### [REQUIRED WORK]
For this exercise, please reproduce the records below word for word, from the first line through the line with "let posed = Vec::with_capacity(model.vertices().len());".

Dataset entries
· · · · · · ·
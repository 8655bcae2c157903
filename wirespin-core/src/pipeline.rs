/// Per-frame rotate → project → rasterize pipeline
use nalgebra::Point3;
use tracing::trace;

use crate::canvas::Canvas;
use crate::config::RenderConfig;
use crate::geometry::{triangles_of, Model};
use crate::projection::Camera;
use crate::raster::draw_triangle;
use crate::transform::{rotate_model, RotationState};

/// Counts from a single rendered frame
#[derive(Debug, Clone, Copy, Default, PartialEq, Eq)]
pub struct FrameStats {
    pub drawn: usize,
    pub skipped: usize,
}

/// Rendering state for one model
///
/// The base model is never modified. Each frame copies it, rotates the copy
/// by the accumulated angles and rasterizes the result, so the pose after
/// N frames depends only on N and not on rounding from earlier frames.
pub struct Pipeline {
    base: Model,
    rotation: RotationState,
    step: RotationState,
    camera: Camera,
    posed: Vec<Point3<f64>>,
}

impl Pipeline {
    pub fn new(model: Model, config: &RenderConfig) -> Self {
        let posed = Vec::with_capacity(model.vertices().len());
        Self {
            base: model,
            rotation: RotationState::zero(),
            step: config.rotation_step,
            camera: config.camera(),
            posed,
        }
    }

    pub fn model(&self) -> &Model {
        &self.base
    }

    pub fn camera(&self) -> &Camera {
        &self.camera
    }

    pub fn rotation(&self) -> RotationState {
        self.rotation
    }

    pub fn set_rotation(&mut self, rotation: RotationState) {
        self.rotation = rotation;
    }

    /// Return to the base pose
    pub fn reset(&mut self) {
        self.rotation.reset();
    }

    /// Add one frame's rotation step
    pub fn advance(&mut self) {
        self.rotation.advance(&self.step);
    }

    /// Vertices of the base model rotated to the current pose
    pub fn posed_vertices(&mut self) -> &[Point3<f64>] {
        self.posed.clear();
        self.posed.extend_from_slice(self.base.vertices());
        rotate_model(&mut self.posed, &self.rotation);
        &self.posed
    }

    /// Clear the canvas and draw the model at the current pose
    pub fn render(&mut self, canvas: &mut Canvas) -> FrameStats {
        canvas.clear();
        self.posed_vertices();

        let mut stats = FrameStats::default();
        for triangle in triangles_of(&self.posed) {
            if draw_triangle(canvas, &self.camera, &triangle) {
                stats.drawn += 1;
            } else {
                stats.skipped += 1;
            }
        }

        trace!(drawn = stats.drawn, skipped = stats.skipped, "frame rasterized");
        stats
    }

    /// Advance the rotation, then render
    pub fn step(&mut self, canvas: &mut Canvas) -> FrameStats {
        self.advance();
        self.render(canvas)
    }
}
· · · · · · ·
### [FINISHED EXERCISE]
repository 8655bcae2c157903
filename wirespin-core/src/pipeline.rs
/// Per-frame rotate → project → rasterize pipeline
use nalgebra::Point3;
use tracing::trace;

use crate::canvas::Canvas;
use crate::config::RenderConfig;
use crate::geometry::{triangles_of, Model};
use crate::projection::Camera;
use crate::raster::draw_triangle;
use crate::transform::{rotate_model, RotationState};

/// Counts from a single rendered frame
#[derive(Debug, Clone, Copy, Default, PartialEq, Eq)]
pub struct FrameStats {
    pub drawn: usize,
    pub skipped: usize,
}

/// Rendering state for one model
///
/// The base model is never modified. Each frame copies it, rotates the copy
/// by the accumulated angles and rasterizes the result, so the pose after
/// N frames depends only on N and not on rounding from earlier frames.
pub struct Pipeline {
    base: Model,
    rotation: RotationState,
    step: RotationState,
    camera: Camera,
    posed: Vec<Point3<f64>>,
}

impl Pipeline {
    pub fn new(model: Model, config: &RenderConfig) -> Self {
        let posed = Vec::with_capacity(model.vertices().len());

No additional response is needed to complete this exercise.